**TASK DIRECTIONS**
Search the entries for the word "async" and pull out each line that has it.
++++++
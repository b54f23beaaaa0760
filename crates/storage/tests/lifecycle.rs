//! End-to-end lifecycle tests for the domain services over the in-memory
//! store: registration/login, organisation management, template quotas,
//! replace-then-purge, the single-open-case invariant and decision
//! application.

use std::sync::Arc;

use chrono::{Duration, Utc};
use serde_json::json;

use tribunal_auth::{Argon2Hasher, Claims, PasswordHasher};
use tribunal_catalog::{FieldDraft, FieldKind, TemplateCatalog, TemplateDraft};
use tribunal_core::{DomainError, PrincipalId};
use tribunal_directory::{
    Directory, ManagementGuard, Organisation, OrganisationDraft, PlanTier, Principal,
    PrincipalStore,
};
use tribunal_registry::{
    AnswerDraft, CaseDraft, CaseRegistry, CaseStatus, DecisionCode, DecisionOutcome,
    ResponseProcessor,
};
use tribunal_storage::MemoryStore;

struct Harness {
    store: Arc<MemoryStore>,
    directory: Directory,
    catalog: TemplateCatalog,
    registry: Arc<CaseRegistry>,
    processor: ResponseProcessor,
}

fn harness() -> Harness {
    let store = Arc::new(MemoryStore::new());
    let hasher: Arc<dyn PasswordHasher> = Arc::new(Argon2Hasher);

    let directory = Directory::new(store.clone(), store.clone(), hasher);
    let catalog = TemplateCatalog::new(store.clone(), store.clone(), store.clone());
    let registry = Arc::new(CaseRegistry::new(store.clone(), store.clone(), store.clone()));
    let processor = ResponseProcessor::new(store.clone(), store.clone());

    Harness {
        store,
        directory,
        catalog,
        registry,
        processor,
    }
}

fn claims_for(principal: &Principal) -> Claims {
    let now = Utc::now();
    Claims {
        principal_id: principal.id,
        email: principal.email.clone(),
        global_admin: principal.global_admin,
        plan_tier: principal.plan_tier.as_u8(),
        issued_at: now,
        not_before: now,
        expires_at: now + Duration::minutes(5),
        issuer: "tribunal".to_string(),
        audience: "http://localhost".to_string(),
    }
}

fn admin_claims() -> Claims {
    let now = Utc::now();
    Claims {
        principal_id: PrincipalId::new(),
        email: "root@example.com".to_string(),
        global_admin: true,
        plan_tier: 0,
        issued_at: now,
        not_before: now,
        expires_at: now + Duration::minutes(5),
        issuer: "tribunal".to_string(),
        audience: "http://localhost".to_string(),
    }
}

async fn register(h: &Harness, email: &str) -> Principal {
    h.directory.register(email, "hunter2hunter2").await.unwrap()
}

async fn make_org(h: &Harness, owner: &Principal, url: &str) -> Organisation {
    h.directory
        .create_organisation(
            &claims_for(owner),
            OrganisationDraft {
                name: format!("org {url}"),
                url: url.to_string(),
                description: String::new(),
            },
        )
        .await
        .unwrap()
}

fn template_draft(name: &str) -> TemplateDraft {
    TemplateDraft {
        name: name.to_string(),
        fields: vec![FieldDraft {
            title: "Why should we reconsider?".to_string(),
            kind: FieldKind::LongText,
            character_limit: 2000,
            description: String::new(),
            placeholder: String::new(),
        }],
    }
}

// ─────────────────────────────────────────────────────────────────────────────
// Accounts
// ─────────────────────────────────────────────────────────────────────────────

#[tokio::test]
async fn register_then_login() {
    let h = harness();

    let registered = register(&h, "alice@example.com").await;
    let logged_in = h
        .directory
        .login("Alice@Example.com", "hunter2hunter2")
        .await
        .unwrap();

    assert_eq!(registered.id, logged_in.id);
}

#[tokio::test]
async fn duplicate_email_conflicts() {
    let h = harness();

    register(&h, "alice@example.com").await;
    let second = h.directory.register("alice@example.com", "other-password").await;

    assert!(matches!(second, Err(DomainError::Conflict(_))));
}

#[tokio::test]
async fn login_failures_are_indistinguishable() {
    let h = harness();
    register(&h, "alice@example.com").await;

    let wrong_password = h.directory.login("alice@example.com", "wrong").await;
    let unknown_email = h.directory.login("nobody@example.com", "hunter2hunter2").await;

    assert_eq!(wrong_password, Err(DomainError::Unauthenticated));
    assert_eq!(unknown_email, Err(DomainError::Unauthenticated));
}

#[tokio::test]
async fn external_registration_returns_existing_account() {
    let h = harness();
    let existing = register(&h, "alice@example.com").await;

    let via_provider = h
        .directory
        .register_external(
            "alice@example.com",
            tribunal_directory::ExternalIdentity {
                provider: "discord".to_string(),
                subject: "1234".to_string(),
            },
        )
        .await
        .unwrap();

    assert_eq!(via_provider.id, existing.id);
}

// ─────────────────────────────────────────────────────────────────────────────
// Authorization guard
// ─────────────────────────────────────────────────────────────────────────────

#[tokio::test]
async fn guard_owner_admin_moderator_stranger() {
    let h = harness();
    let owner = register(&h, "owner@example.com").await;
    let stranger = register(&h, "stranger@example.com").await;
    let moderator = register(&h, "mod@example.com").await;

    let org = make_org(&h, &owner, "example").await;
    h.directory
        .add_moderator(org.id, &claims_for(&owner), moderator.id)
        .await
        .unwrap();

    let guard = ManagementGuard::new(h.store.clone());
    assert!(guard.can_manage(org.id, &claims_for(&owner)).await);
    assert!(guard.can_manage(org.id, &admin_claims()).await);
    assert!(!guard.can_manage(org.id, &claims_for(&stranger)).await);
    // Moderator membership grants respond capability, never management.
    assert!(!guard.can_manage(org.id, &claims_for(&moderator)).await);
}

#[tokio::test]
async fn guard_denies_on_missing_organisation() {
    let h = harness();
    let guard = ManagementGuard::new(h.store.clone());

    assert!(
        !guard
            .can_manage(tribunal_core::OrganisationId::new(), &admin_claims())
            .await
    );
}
++++++
**REPLY**
async fn register(h: &Harness, email: &str) -> Principal {
async fn make_org(h: &Harness, owner: &Principal, url: &str) -> Organisation {
async fn register_then_login() {
async fn duplicate_email_conflicts() {
async fn login_failures_are_indistinguishable() {
async fn external_registration_returns_existing_account() {
async fn guard_owner_admin_moderator_stranger() {
async fn guard_denies_on_missing_organisation() {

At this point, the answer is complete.